-- Dataset records --

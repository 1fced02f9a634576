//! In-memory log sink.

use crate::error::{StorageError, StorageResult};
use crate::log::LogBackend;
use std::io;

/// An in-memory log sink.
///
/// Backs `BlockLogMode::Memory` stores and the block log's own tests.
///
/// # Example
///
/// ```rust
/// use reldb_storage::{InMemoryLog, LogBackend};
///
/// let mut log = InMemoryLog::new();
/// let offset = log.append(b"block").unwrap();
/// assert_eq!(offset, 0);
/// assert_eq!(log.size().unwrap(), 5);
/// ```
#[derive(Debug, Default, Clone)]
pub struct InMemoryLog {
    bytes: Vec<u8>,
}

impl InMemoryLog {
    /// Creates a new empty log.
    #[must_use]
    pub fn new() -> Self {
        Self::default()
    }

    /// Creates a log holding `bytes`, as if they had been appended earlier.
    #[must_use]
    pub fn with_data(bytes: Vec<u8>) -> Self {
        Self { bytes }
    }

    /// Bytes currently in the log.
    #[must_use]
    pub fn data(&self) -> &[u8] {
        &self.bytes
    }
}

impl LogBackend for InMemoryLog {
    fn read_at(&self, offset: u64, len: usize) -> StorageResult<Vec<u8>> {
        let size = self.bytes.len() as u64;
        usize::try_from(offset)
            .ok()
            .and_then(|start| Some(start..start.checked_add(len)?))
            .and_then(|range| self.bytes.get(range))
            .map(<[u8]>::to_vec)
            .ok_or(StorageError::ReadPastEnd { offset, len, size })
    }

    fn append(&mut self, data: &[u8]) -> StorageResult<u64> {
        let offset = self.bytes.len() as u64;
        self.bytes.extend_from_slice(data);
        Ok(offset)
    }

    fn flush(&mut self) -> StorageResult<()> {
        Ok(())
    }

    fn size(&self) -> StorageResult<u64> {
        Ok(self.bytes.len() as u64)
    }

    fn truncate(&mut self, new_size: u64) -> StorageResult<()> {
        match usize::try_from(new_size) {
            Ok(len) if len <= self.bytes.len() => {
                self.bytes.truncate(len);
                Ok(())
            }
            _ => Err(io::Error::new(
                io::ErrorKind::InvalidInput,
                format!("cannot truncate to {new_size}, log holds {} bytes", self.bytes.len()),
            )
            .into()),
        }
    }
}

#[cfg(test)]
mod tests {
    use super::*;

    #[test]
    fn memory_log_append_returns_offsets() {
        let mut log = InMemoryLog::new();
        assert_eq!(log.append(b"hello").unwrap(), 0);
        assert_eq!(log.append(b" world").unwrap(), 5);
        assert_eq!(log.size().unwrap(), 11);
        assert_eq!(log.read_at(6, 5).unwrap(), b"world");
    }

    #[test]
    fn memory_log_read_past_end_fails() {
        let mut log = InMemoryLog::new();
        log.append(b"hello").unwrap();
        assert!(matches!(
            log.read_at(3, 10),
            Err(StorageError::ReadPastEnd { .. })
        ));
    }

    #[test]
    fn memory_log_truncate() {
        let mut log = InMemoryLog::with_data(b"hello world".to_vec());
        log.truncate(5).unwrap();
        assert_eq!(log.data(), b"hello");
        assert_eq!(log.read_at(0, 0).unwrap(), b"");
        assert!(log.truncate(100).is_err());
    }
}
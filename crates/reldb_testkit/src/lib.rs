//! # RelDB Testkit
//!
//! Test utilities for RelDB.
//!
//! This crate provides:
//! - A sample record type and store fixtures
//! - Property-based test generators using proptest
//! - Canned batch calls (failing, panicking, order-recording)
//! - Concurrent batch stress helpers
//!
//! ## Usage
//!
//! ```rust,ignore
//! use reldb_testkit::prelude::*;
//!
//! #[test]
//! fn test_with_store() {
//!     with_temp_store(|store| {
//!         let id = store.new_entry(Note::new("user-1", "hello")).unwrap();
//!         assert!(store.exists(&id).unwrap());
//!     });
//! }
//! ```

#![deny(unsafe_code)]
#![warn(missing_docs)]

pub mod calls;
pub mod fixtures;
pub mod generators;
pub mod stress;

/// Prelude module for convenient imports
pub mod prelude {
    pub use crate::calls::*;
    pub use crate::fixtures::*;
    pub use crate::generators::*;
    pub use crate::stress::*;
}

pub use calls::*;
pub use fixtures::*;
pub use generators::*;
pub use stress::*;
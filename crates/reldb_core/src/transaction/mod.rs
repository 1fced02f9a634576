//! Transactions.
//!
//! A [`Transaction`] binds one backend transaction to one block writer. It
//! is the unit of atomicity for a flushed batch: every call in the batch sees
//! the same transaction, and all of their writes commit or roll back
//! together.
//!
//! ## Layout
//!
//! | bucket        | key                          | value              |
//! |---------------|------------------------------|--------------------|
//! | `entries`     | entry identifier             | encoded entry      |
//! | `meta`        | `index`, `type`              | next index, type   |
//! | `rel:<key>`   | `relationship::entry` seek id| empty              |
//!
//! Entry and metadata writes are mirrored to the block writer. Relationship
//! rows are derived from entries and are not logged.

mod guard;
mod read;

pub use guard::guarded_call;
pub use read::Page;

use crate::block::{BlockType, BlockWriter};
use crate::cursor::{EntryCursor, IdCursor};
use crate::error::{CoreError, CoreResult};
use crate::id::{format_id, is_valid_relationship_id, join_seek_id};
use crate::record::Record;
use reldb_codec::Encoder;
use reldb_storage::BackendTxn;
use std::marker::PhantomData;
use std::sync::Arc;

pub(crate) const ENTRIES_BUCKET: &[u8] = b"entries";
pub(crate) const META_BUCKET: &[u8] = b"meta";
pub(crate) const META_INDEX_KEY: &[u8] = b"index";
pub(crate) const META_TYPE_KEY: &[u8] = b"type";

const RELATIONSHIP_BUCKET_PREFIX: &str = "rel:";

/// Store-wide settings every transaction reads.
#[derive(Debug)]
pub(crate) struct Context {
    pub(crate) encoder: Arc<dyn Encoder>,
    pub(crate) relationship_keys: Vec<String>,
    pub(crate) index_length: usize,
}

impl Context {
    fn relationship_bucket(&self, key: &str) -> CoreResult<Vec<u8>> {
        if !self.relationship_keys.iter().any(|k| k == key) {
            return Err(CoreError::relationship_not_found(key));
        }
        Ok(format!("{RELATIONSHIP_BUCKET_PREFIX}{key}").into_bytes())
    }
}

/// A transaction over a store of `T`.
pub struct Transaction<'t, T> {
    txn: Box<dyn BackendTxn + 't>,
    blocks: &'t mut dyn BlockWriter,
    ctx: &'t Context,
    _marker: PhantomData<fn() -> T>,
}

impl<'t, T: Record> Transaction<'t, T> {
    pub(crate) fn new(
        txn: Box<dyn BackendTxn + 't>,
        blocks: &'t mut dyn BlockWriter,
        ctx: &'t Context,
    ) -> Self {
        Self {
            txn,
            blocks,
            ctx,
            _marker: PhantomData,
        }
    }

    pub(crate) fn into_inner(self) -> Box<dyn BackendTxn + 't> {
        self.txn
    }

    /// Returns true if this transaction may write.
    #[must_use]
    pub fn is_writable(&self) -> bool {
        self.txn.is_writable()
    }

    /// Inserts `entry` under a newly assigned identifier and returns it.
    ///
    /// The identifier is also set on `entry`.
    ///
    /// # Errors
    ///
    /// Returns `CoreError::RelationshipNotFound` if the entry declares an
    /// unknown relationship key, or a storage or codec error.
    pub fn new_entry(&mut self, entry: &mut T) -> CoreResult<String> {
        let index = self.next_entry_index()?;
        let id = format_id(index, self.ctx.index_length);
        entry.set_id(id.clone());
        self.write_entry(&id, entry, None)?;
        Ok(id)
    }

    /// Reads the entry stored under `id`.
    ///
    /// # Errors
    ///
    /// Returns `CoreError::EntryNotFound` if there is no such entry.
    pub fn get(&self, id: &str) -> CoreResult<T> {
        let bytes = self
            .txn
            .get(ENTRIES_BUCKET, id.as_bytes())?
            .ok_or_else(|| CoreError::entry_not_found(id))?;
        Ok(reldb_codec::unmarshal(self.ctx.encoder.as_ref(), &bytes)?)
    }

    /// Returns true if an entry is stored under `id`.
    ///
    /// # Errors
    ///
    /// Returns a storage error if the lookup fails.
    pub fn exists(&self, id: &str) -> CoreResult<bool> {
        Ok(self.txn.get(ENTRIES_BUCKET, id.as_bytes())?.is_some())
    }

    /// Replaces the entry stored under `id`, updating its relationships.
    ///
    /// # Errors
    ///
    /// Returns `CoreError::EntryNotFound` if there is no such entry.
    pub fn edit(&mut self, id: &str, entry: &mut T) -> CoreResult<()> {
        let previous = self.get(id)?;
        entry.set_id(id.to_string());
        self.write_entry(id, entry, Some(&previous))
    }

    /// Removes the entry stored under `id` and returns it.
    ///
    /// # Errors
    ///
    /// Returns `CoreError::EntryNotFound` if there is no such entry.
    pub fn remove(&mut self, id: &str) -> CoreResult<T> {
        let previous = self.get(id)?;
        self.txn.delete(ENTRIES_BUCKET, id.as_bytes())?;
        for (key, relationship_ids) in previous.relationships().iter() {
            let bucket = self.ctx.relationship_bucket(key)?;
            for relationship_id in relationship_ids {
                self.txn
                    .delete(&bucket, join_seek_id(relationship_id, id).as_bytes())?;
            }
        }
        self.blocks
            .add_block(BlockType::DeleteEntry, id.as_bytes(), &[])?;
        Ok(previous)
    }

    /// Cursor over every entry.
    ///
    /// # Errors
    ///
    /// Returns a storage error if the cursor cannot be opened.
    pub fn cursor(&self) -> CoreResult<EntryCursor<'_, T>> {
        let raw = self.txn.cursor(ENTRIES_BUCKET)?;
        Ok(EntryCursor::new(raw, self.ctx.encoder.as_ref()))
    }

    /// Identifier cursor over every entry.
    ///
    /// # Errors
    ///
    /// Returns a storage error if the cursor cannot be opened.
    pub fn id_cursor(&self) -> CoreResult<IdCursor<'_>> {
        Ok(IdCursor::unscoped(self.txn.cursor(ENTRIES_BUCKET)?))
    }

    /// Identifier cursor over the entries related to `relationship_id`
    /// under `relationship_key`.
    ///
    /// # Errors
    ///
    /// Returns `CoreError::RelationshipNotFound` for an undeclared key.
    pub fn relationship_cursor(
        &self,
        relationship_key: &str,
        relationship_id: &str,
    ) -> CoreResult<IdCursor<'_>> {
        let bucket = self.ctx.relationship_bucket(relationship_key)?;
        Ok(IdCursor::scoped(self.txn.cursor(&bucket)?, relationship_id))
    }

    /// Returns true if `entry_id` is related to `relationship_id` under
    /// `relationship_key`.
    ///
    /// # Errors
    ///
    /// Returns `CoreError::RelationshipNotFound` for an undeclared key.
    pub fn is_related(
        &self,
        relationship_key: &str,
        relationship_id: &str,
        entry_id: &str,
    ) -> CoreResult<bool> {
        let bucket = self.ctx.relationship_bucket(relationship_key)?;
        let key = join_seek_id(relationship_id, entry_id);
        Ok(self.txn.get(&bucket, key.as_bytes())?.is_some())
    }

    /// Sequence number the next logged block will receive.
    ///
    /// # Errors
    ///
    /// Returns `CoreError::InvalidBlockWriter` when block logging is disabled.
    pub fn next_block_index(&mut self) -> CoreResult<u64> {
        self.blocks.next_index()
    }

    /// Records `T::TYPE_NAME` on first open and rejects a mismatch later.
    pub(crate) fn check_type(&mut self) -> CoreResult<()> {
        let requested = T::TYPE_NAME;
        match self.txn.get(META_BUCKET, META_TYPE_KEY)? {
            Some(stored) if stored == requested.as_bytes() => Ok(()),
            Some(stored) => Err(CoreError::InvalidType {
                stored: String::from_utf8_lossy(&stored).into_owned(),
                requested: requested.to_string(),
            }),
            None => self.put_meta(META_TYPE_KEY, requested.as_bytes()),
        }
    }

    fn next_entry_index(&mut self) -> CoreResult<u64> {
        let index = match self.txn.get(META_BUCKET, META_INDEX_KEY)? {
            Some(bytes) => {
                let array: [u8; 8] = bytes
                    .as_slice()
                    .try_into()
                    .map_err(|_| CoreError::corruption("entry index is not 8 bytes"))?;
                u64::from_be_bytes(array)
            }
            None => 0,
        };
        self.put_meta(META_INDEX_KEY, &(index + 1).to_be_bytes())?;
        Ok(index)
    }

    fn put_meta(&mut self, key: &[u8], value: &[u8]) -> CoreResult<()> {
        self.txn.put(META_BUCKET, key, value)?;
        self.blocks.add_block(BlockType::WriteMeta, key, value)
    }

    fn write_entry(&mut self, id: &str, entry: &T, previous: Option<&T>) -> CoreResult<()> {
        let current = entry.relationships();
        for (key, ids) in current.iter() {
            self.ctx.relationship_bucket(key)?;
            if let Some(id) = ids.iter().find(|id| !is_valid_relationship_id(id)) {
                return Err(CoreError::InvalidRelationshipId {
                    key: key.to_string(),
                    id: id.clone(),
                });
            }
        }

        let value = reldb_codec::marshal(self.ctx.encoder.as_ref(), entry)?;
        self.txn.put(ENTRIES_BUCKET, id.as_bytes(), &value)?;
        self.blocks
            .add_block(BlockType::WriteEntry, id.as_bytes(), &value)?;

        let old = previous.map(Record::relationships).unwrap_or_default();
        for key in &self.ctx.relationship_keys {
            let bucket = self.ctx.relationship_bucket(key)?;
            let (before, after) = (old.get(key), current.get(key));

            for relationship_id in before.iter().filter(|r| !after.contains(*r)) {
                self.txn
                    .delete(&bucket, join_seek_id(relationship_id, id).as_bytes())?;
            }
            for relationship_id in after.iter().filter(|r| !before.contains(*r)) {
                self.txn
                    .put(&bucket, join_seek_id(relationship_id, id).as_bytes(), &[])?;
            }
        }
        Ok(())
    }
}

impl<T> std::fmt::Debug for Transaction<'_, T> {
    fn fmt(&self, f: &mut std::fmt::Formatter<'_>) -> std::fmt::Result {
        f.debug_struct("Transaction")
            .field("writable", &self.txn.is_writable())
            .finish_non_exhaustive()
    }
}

-- Action item --
Each line above from the one with "if an entry" up to and including the one with "for (key, relationship_ids)" must be set down exactly, and no line outside that span may appear.

-- Result below --
    /// Returns true if an entry is stored under `id`.
    ///
    /// # Errors
    ///
    /// Returns a storage error if the lookup fails.
    pub fn exists(&self, id: &str) -> CoreResult<bool> {
        Ok(self.txn.get(ENTRIES_BUCKET, id.as_bytes())?.is_some())
    }

    /// Replaces the entry stored under `id`, updating its relationships.
    ///
    /// # Errors
    ///
    /// Returns `CoreError::EntryNotFound` if there is no such entry.
    pub fn edit(&mut self, id: &str, entry: &mut T) -> CoreResult<()> {
        let previous = self.get(id)?;
        entry.set_id(id.to_string());
        self.write_entry(id, entry, Some(&previous))
    }

    /// Removes the entry stored under `id` and returns it.
    ///
    /// # Errors
    ///
    /// Returns `CoreError::EntryNotFound` if there is no such entry.
    pub fn remove(&mut self, id: &str) -> CoreResult<T> {
        let previous = self.get(id)?;
        self.txn.delete(ENTRIES_BUCKET, id.as_bytes())?;
        for (key, relationship_ids) in previous.relationships().iter() {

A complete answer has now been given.